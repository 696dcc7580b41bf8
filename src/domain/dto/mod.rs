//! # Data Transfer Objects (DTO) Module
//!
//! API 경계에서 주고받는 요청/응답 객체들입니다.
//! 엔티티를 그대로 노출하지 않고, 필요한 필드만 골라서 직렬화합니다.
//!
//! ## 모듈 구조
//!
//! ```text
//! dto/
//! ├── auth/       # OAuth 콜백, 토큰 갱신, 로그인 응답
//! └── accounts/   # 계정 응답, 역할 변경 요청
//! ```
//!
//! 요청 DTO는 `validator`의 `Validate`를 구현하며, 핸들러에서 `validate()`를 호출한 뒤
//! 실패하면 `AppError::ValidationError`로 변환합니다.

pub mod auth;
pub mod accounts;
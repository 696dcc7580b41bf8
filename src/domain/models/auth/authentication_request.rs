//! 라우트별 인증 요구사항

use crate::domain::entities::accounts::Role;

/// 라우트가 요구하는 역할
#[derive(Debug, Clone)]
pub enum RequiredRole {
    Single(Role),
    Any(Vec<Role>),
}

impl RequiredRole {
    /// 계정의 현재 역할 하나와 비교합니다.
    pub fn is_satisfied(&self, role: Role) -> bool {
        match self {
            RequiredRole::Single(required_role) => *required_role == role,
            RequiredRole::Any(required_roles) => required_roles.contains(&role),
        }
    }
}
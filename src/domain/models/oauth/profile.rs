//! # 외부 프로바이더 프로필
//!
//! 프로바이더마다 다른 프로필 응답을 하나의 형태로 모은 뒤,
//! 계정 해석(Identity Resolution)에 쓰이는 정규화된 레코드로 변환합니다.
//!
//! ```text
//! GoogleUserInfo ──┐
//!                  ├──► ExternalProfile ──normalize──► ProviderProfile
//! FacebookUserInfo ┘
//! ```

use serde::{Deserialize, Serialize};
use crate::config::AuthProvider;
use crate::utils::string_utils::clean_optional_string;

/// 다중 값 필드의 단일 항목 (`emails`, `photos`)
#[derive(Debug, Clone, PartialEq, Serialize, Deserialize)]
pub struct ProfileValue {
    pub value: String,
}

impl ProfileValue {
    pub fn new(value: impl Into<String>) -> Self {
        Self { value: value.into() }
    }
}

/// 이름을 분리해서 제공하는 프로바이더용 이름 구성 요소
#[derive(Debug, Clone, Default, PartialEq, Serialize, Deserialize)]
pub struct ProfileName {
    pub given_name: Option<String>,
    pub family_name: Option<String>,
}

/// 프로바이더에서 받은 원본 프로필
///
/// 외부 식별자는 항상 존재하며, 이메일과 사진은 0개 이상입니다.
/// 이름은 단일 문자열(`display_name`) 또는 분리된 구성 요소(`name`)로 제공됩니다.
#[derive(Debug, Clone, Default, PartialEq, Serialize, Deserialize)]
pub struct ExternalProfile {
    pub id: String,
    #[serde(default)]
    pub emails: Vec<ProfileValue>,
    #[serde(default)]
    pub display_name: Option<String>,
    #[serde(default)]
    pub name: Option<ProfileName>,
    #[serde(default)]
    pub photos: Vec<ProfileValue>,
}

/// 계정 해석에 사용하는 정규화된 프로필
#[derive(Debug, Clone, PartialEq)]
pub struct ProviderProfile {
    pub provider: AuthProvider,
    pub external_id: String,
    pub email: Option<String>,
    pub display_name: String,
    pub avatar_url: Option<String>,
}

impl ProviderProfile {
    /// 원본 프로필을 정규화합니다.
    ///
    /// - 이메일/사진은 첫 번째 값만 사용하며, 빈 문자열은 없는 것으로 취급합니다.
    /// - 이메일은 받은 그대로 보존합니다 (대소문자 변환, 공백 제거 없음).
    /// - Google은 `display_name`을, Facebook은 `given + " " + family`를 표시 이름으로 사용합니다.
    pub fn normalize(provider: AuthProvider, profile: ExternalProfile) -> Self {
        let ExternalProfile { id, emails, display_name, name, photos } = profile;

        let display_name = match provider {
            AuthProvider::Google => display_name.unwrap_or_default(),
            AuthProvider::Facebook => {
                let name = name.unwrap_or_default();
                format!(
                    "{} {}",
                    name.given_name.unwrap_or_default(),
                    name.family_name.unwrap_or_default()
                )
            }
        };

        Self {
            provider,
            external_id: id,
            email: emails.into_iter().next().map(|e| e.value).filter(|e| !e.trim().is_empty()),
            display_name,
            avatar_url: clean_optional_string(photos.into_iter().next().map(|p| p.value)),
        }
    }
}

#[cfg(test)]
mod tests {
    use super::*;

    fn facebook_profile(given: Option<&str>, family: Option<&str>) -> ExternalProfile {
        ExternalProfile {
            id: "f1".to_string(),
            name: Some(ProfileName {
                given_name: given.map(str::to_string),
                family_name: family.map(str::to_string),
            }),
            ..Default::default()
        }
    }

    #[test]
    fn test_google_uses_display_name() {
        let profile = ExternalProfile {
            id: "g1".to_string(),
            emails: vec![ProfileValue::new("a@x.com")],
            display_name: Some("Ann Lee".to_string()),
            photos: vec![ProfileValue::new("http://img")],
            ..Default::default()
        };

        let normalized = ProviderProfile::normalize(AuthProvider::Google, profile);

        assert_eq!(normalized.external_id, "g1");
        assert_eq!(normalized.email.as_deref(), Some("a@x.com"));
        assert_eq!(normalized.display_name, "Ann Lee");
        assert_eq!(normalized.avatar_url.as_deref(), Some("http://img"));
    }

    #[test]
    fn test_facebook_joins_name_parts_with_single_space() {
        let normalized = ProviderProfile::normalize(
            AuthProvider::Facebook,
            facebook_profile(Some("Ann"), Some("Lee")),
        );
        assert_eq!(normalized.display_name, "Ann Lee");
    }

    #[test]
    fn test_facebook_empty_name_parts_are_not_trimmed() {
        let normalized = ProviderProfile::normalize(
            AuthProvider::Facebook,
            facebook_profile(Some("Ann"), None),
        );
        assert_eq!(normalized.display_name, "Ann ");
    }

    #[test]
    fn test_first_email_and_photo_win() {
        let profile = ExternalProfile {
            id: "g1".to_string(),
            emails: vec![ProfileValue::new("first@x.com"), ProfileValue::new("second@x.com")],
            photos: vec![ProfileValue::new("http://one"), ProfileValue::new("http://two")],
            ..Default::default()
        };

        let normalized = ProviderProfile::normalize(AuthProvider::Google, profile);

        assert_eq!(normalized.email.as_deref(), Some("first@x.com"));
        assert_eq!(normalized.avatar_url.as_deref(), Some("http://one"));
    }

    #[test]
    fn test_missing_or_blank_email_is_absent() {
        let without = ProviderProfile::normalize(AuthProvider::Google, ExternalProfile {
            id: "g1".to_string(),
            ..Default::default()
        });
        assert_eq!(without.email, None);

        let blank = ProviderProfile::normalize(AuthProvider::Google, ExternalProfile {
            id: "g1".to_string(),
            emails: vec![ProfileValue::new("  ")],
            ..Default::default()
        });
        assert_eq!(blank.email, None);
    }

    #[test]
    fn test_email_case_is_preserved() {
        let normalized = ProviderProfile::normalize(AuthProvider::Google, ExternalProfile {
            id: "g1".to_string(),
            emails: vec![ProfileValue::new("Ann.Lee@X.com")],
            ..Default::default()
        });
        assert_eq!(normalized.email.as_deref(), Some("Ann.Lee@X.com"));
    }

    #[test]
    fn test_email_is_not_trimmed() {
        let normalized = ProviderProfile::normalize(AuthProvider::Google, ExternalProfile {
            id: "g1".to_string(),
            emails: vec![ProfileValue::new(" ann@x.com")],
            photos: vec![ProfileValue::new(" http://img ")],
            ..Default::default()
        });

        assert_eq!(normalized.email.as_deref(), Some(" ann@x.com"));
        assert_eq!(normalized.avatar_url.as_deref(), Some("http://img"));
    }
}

● ● ● ●

### Work to be completed:
Go through the lines above. Select every one that has the string "Serialize".

### Output for this task:
use serde::{Deserialize, Serialize};
#[derive(Debug, Clone, PartialEq, Serialize, Deserialize)]
#[derive(Debug, Clone, Default, PartialEq, Serialize, Deserialize)]
#[derive(Debug, Clone, Default, PartialEq, Serialize, Deserialize)]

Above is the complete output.